The Case of the Lone Metric
- Problem: One single metric is out of whack
- E.g., bounce rate is high
- Other organic metrics are in line with or better than benchmarked expectations
- Solution: This page has an introductory purpose in the content ecosystem
- Examine several before disregarding content with a high bounce rate, lower than average pageviews, etc.
- Moral of the story: don’t look at this one metric without context
The Case of Unexpected Interference
- Problem: organic revenue is down compared to the benchmark
- Revenue from other channels are on par with the benchmark or better.
- Solution: Paid campaigns are influencing organic revenue
- Look into recent changes in paid campaigns
- Ensure you’re employing an efficient media mix
The Case of Apples and Oranges
- Problem: Two separate content groups are behaving complete differently
- Product page group has high conversion rate
- Idea page group doesn’t have high conversion rate
- Solution: Content types are producing different engagement
- Tweak ideas page to promote more conversions
- Link product pages back to your idea pages clearly
- Moral: each content type produces unique combinations of engagement metrics
The Case of the Star Player
- Problem: Social engagement is way up. Social referral traffic and social conversions are down.
- Solution: Aren’t enough backlinks in social posts.
- Link to your website in social posts using keywords
- Moral: Even when rented channels are doing well, your owned channels still matter.
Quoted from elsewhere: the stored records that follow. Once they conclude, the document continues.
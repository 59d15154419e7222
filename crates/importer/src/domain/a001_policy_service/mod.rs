pub mod columns;
pub mod csv_import;
pub mod csv_reader;
pub mod normalizer;
pub mod row;
pub mod template;
pub mod validation;

pub use csv_import::build_preview;
pub use csv_reader::{read_rows, ParsedCsv};
pub use normalizer::{normalize, CategoryResolver};
pub use row::{FieldValue, RawRow};
pub use validation::{validate_row, validate_rows};
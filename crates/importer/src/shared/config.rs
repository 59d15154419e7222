use serde::Deserialize;
use std::path::{Path, PathBuf};

#[derive(Debug, Deserialize, Clone)]
pub struct Config {
    pub api: ApiConfig,
    #[serde(default)]
    pub import: ImportConfig,
    #[serde(default)]
    pub template: TemplateConfig,
}

/// Подключение к REST API полисов
#[derive(Debug, Deserialize, Clone)]
pub struct ApiConfig {
    pub base_url: String,
    /// Bearer-токен; без него запросы идут без авторизации
    #[serde(default)]
    pub token: Option<String>,
    #[serde(default = "default_timeout_secs")]
    pub timeout_secs: u64,
}

#[derive(Debug, Deserialize, Clone)]
pub struct ImportConfig {
    /// CSV-файл для импорта; если пусто, импорт не выполняется
    #[serde(default)]
    pub file: Option<String>,
    #[serde(default)]
    pub policy_id: String,
    #[serde(default)]
    pub default_category_id: Option<String>,
    #[serde(default = "default_max_displayed_errors")]
    pub max_displayed_errors: usize,
    #[serde(default = "default_success_reset_delay_ms")]
    pub success_reset_delay_ms: u64,
}

#[derive(Debug, Deserialize, Clone)]
pub struct TemplateConfig {
    #[serde(default)]
    pub write: bool,
    #[serde(default = "default_template_dir")]
    pub output_dir: String,
}

fn default_timeout_secs() -> u64 {
    120
}

fn default_max_displayed_errors() -> usize {
    5
}

fn default_success_reset_delay_ms() -> u64 {
    2000
}

fn default_template_dir() -> String {
    ".".to_string()
}

impl Default for ImportConfig {
    fn default() -> Self {
        Self {
            file: None,
            policy_id: String::new(),
            default_category_id: None,
            max_displayed_errors: default_max_displayed_errors(),
            success_reset_delay_ms: default_success_reset_delay_ms(),
        }
    }
}

impl Default for TemplateConfig {
    fn default() -> Self {
        Self {
            write: false,
            output_dir: default_template_dir(),
        }
    }
}

/// Конфигурация по умолчанию, встроенная в бинарник
const DEFAULT_CONFIG: &str = r#"
[api]
base_url = "http://127.0.0.1:8080"
timeout_secs = 120

[import]
max_displayed_errors = 5
success_reset_delay_ms = 2000

[template]
write = true
output_dir = "."
"#;

/// Загрузка конфигурации из config.toml
///
/// Порядок поиска:
/// 1. Рядом с исполняемым файлом
/// 2. Встроенная конфигурация по умолчанию
pub fn load_config() -> anyhow::Result<Config> {
    if let Ok(exe_path) = std::env::current_exe() {
        if let Some(exe_dir) = exe_path.parent() {
            let config_path = exe_dir.join("config.toml");

            if config_path.exists() {
                tracing::info!("Loading config from: {}", config_path.display());
                return load_config_from(&config_path);
            } else {
                tracing::warn!("config.toml not found at: {}", config_path.display());
            }
        }
    }

    tracing::info!("Using default embedded configuration");
    let config: Config = toml::from_str(DEFAULT_CONFIG)?;
    Ok(config)
}

pub fn load_config_from(path: &Path) -> anyhow::Result<Config> {
    let contents = std::fs::read_to_string(path)?;
    let config: Config = toml::from_str(&contents)?;
    Ok(config)
}

/// Относительный путь из конфигурации разрешается от директории исполняемого файла
pub fn resolve_path(configured: &str) -> PathBuf {
    let path = Path::new(configured);

    if path.is_absolute() {
        return path.to_path_buf();
    }

    if let Ok(exe_path) = std::env::current_exe() {
        if let Some(exe_dir) = exe_path.parent() {
            return exe_dir.join(path);
        }
    }

    PathBuf::from(configured)
}
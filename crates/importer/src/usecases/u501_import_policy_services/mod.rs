pub mod executor;
pub mod policy_api_client;
pub mod session;

pub use executor::ImportExecutor;
pub use policy_api_client::{PolicyApi, PolicyApiClient};
pub use session::{ImportSession, SessionState};
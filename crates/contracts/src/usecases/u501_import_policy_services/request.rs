use serde::{Deserialize, Serialize};

/// Запрос на импорт услуг в полис
#[derive(Debug, Clone, Serialize, Deserialize)]
#[serde(rename_all = "camelCase")]
pub struct ImportRequest {
    /// Целевой полис
    pub policy_id: String,

    /// Категория для строк без (известной) категории; пустая строка означает отсутствие категории
    #[serde(default)]
    pub default_category_id: Option<String>,
}

impl ImportRequest {
    pub fn new(policy_id: impl Into<String>) -> Self {
        Self {
            policy_id: policy_id.into(),
            default_category_id: None,
        }
    }

    pub fn with_default_category(mut self, category_id: impl Into<String>) -> Self {
        self.default_category_id = Some(category_id.into());
        self
    }

    /// Категория по умолчанию; пустой id считается отсутствующим
    pub fn default_category(&self) -> Option<&str> {
        self.default_category_id
            .as_deref()
            .map(str::trim)
            .filter(|id| !id.is_empty())
    }
}
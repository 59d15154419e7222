//! Общие типы для всех UseCase

pub mod usecase_metadata;
pub mod usecase_result;

pub use usecase_metadata::UseCaseMetadata;
pub use usecase_result::{UseCaseError, UseCaseResult};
- Talk to all your teams. Collaborate.
The Case of the New Kid on the Block
- Problem: Social referral traffic is way up. All other organic metrics are stable.
- Solution: Something happened in the social realm
- Determine the source of the spike
- Either create a profile or optimize your current profile
- Moral: Your content doesn’t exist in a vacuum.
Chapter 4: How to Tell Your Own Data Story
Justify your content with numbers that matter.
- Establish your benchmarks.
- Start small and scale up
- Consider all the metrics that lead to conversions
- Set up analytics to help your data stories
- All metrics matter as long as you put them in context
- Consider how much time you spend on your content
- The content comes from somewhere and that somewhere is your department
- Graph it out with multiple metrics
- Weaving together multiple metrics gives fuller picture of what’s happening with your content
- Tell your data story
- Explain your story in terms of people, not numbers.